Personal information
- Nationality: Finnish
- Born: 28 February 1994 (age 31) Kiuruvesi, Finland
- Active years: 2015, 2017–present
- Co-driver: Current Mikko Lukka Former Antti Linnaketo
- Teams: Hyundai Motorsport, Printsport, M-Sport
- Rallies: 32
- Championships: 0
- Rally wins: 0
- Podiums: 0
- Stage wins: 1
- Total points: 24
- First rally: 2015 Rally Finland

= Jari Huttunen =

Finnish rally driver (born 1994)

Jari Huttunen (born 28 February 1994) is a Finnish rally driver from Kiuruvesi. He currently competes in the World Rally Championship-2, the premier support category of the World Rally Championship, for M-Sport Ford World Rally Team. He gained notoriety in the championship after winning his very first rally in the WRC-2 category, at the 2017 Rally Finland.

Huttunen is the 2020 World Rally Championship-3 champion. He also won the ADAC Opel Rallye Cup in 2016 and the Polish Rally Championship in 2020.

Huttunen is managed by two-time World Rally Champion Marcus Grönholm. His current co-driver is Mikko Lukka.

==Career==
===2013–2014===
At the age of 19 in 2013, Huttunen decided to retire from go-kart competition and put a primary focus on rallying. He was hired by the AKK Driver Academy, and started in local rallying with a Suzuki Swift. After only achieving 57th place in one rally, Huttunen then switched it out for an Opel Kadett, and took a class win at the Oulujärvi Rally while placing 5th overall. In 2014, Huttunen continued to drive an Opel, but he switched the Kadett out for an Astra. At the Pohjola rally, he recorded 4th place overall, and another class win, which was a major improvement from his 57th place in the year before. Despite middling results, Huttunen obtained enough funding to make his debut in the Finnish Rally Championship. AKK Driver Academy supplied him with a Citroën C2 R2 car at the final two rallies of the 2014 championship. These rallies were his first in FIA-homologated machinery. In the last rally of the season, he scored a podium finish in the junior class.
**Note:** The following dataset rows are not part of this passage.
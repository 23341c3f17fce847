use std::sync::Arc;

use tracing::{debug, error, info};

use crate::commands::Command;
use crate::content::ContentSource;
use crate::handlers;
use crate::platform::{ChatSink, IncomingMessage, Outbound};

/// Everything a handler needs, built once at startup.
#[derive(Clone)]
pub struct BotContext {
    content: Arc<dyn ContentSource>,
    sink: Arc<dyn ChatSink>,
}

impl BotContext {
    pub fn new(content: Arc<dyn ContentSource>, sink: Arc<dyn ChatSink>) -> Self {
        Self { content, sink }
    }

    /// Pick the handler for `msg` and run it. Non-text messages get no reply.
    pub async fn respond(&self, msg: &IncomingMessage) -> Option<Outbound> {
        let text = msg.text.as_deref()?;

        info!(
            "Message from user {:?} in chat {}: {}",
            msg.user_id, msg.chat_id, text
        );

        let outbound = match Command::classify(text) {
            Command::Start => handlers::welcome(),
            Command::Hadith => handlers::random_hadith(self.content.as_ref()).await,
            Command::Page(requested) => handlers::page(self.content.as_ref(), requested).await,
            Command::Fallback => handlers::fallback(),
        };
        Some(outbound)
    }

    /// Respond to `msg` and deliver the reply. Send failures are logged only.
    pub async fn handle(&self, msg: &IncomingMessage) {
        let Some(outbound) = self.respond(msg).await else {
            debug!("Ignoring non-text message {} in chat {}", msg.message_id, msg.chat_id);
            return;
        };

        if let Err(e) = self.sink.deliver(msg, outbound).await {
            error!("Failed to deliver reply: {:#}", e);
        }
    }
}

#[cfg(test)]
pub(crate) mod tests {
    use super::*;
    use crate::content::{ContentError, Hadith, PageNumber};
    use crate::handlers::{
        FALLBACK_TEXT, HADITH_APOLOGY_TEXT, PAGE_RANGE_TEXT, WELCOME_TEXT,
    };
    use anyhow::Result;
    use async_trait::async_trait;
    use tokio::sync::Mutex;

    #[derive(Debug, Clone, PartialEq, Eq)]
    pub enum Fetch {
        Hadith,
        Page(u16),
    }

    /// Records every fetch; hadith requests fail with a malformed payload.
    #[derive(Default)]
    pub struct RecordingContent {
        pub fetches: Mutex<Vec<Fetch>>,
    }

    #[async_trait]
    impl ContentSource for RecordingContent {
        async fn random_hadith(&self) -> Result<Hadith, ContentError> {
            self.fetches.lock().await.push(Fetch::Hadith);
            Err(ContentError::Malformed {
                url: "test://books/bukhari".to_string(),
                reason: "missing 'data.hadiths'".to_string(),
            })
        }

        async fn page_image(&self, page: PageNumber) -> Result<Vec<u8>, ContentError> {
            self.fetches.lock().await.push(Fetch::Page(page.get()));
            Ok(page.get().to_be_bytes().to_vec())
        }
    }

    #[derive(Debug, Clone, PartialEq, Eq)]
    pub enum Sent {
        Text {
            chat_id: i64,
            text: String,
            reply_to: Option<i32>,
        },
        Image {
            chat_id: i64,
            image: Vec<u8>,
            caption: String,
        },
    }

    #[derive(Default)]
    pub struct RecordingSink {
        pub sent: Mutex<Vec<Sent>>,
    }

    #[async_trait]
    impl ChatSink for RecordingSink {
        async fn send_text(&self, chat_id: i64, text: &str, reply_to: Option<i32>) -> Result<()> {
            self.sent.lock().await.push(Sent::Text {
                chat_id,
                text: text.to_string(),
                reply_to,
            });
            Ok(())
        }

        async fn send_image(&self, chat_id: i64, image: Vec<u8>, caption: &str) -> Result<()> {
            self.sent.lock().await.push(Sent::Image {
                chat_id,
                image,
                caption: caption.to_string(),
            });
            Ok(())
        }
    }

    struct FailingSink;

    #[async_trait]
    impl ChatSink for FailingSink {
        async fn send_text(&self, _: i64, _: &str, _: Option<i32>) -> Result<()> {
            anyhow::bail!("chat not found")
        }

        async fn send_image(&self, _: i64, _: Vec<u8>, _: &str) -> Result<()> {
            anyhow::bail!("chat not found")
        }
    }

    pub fn text_message(text: &str) -> IncomingMessage {
        IncomingMessage {
            chat_id: 42,
            user_id: Some(7),
            message_id: 99,
            text: Some(text.to_string()),
        }
    }

    fn context() -> (BotContext, Arc<RecordingContent>, Arc<RecordingSink>) {
        let content = Arc::new(RecordingContent::default());
        let sink = Arc::new(RecordingSink::default());
        (BotContext::new(content.clone(), sink.clone()), content, sink)
    }

    #[tokio::test]
    async fn test_start_sends_welcome_every_time() {
        let (ctx, content, sink) = context();
        ctx.handle(&text_message("/start")).await;
        ctx.handle(&text_message("/start")).await;

        let welcome = Sent::Text {
            chat_id: 42,
            text: WELCOME_TEXT.to_string(),
            reply_to: None,
        };
        assert_eq!(*sink.sent.lock().await, vec![welcome.clone(), welcome]);
        assert!(content.fetches.lock().await.is_empty());
    }

    #[tokio::test]
    async fn test_every_valid_page_fetches_once() {
        let (ctx, content, sink) = context();
        for n in 1..=604u16 {
            ctx.handle(&text_message(&n.to_string())).await;
        }

        let fetches = content.fetches.lock().await;
        assert_eq!(fetches.len(), 604);
        assert!(fetches
            .iter()
            .zip(1..=604u16)
            .all(|(fetch, n)| *fetch == Fetch::Page(n)));

        let sent = sink.sent.lock().await;
        assert_eq!(sent.len(), 604);
        assert_eq!(
            sent[11],
            Sent::Image {
                chat_id: 42,
                image: 12u16.to_be_bytes().to_vec(),
                caption: "📖 صفحة رقم 12".to_string(),
            }
        );
    }

    #[tokio::test]
    async fn test_out_of_range_pages_reply_without_fetch() {
        let (ctx, content, sink) = context();
        for text in ["0", "605", "1000000"] {
            ctx.handle(&text_message(text)).await;
        }

        assert!(content.fetches.lock().await.is_empty());
        let sent = sink.sent.lock().await;
        assert_eq!(sent.len(), 3);
        assert!(sent.iter().all(|s| *s
            == Sent::Text {
                chat_id: 42,
                text: PAGE_RANGE_TEXT.to_string(),
                reply_to: Some(99),
            }));
    }

    #[tokio::test]
    async fn test_non_digit_text_goes_to_fallback() {
        let (ctx, content, sink) = context();
        for text in ["-3", "12a", "hello", "/help"] {
            ctx.handle(&text_message(text)).await;
        }

        assert!(content.fetches.lock().await.is_empty());
        let sent = sink.sent.lock().await;
        assert_eq!(sent.len(), 4);
        assert!(sent.iter().all(|s| matches!(
            s,
            Sent::Text { text, reply_to: None, .. } if text == FALLBACK_TEXT
        )));
    }

    #[tokio::test]
    async fn test_hadith_failure_is_caught() {
        let (ctx, content, sink) = context();
        ctx.handle(&text_message("/hadith")).await;

        assert_eq!(*content.fetches.lock().await, vec![Fetch::Hadith]);
        assert_eq!(
            *sink.sent.lock().await,
            vec![Sent::Text {
                chat_id: 42,
                text: HADITH_APOLOGY_TEXT.to_string(),
                reply_to: None,
            }]
        );
    }

    #[tokio::test]
    async fn test_same_page_twice_is_fetched_twice() {
        let (ctx, content, sink) = context();
        ctx.handle(&text_message("255")).await;
        ctx.handle(&text_message("255")).await;

        assert_eq!(
            *content.fetches.lock().await,
            vec![Fetch::Page(255), Fetch::Page(255)]
        );
        assert_eq!(sink.sent.lock().await.len(), 2);
    }

    #[tokio::test]
    async fn test_non_text_message_is_ignored() {
        let (ctx, content, sink) = context();
        let msg = IncomingMessage {
            text: None,
            ..text_message("")
        };
        ctx.handle(&msg).await;

        assert!(content.fetches.lock().await.is_empty());
        assert!(sink.sent.lock().await.is_empty());
    }

    #[tokio::test]
    async fn test_send_failure_does_not_panic() {
        let ctx = BotContext::new(Arc::new(RecordingContent::default()), Arc::new(FailingSink));
        ctx.handle(&text_message("/start")).await;
    }
}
===2015: Breakout years, hired by Printsport & WRC debut===
The 2015 season would be Huttunen's breakout year into the junior categories of rallying in Finland. Still a member of the AKK Academy, Printsport hired Huttunen as a full-time driver in the 2015 Finnish championship in the R2 junior class, driving a Citroën C2 R2, like he did the previous season. Huttunen opened the 2015 season with a podium finish at the Arctic Lapland Rally, his first long-distance event. As the season went forward, Huttunen would go on to take two class wins and two more class podiums. Later on in the season, at Rally Finland, Huttunen would make his World Rally Championship début in the WRC-3 class. He was running in 4th until he crashed in the 2nd leg which forced him to retire for the day. He finished the rally in an unremarkable 8th position. All this did not slow him down however, as by the end of the season he won the SM3 Class of the Finnish Rally Championship, his first regional championship win. With this, he was named "Rally Star of the Future" by the organizers of the Finnish Championship.
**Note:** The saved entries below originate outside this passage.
mod bot;
mod commands;
mod config;
mod content;
mod driver;
mod handlers;
mod platform;

use std::path::PathBuf;
use std::sync::Arc;

use anyhow::{Context, Result};
use tracing::{error, info};
use tracing_subscriber::{layer::SubscriberExt, util::SubscriberInitExt};

use crate::bot::BotContext;
use crate::config::Config;
use crate::content::HttpContentClient;
use crate::driver::{PollingDriver, TokioPause};
use crate::platform::telegram::{build_bot, TelegramPoller};

#[tokio::main]
async fn main() -> Result<()> {
    // Initialize logging
    tracing_subscriber::registry()
        .with(
            tracing_subscriber::EnvFilter::try_from_default_env()
                .unwrap_or_else(|_| "info,quranbot=debug".into()),
        )
        .with(tracing_subscriber::fmt::layer())
        .init();

    let config_path = std::env::args().nth(1).map(PathBuf::from);
    if let Some(path) = &config_path {
        info!("Loading configuration from: {}", path.display());
    }

    let config = match Config::load(config_path.as_deref()) {
        Ok(config) => config,
        Err(e) => {
            error!("{:#}", e);
            std::process::exit(1);
        }
    };

    info!("Configuration loaded successfully");
    info!("  Hadith API: {}", config.providers.hadith_base_url);
    info!("  Page images: {}", config.providers.page_image_base_url);
    info!("  Request timeout: {:?}", config.providers.request_timeout());
    info!("  Restart delay: {:?}", config.polling.restart_delay());
    info!("  Long poll: {}s", config.polling.long_poll_timeout_secs);

    let content = HttpContentClient::new(config.providers.clone())
        .context("Failed to build HTTP client")?;

    let bot = build_bot(&config.telegram.bot_token, &config.polling)?;
    let context = BotContext::new(Arc::new(content), Arc::new(bot.clone()));

    let driver = PollingDriver::new(
        TelegramPoller::new(bot, &config.polling),
        TokioPause,
        context,
        config.polling.restart_delay(),
    );

    tokio::select! {
        _ = driver.run() => {}
        result = tokio::signal::ctrl_c() => {
            result.context("Failed to listen for shutdown signal")?;
            info!("Shutting down");
        }
    }

    Ok(())
}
===2016: Move to the German Championship===
After success in his home country, Huttunen entered in the Deutsche Rallye Meisterschaft (German Rally Championship) full-time in the Opel Rallye Cup class, in which all entrants enter a spec Opel Adam. It was in this championship where he really shined. Huttunen would end up winning all rallies in the championship except for one, and thus easily took the Opel Rallye Cup. Huttunen's domination of the German championship meant that he qualified for Opel's Junior Rally Team in the European Rally Championship the following season.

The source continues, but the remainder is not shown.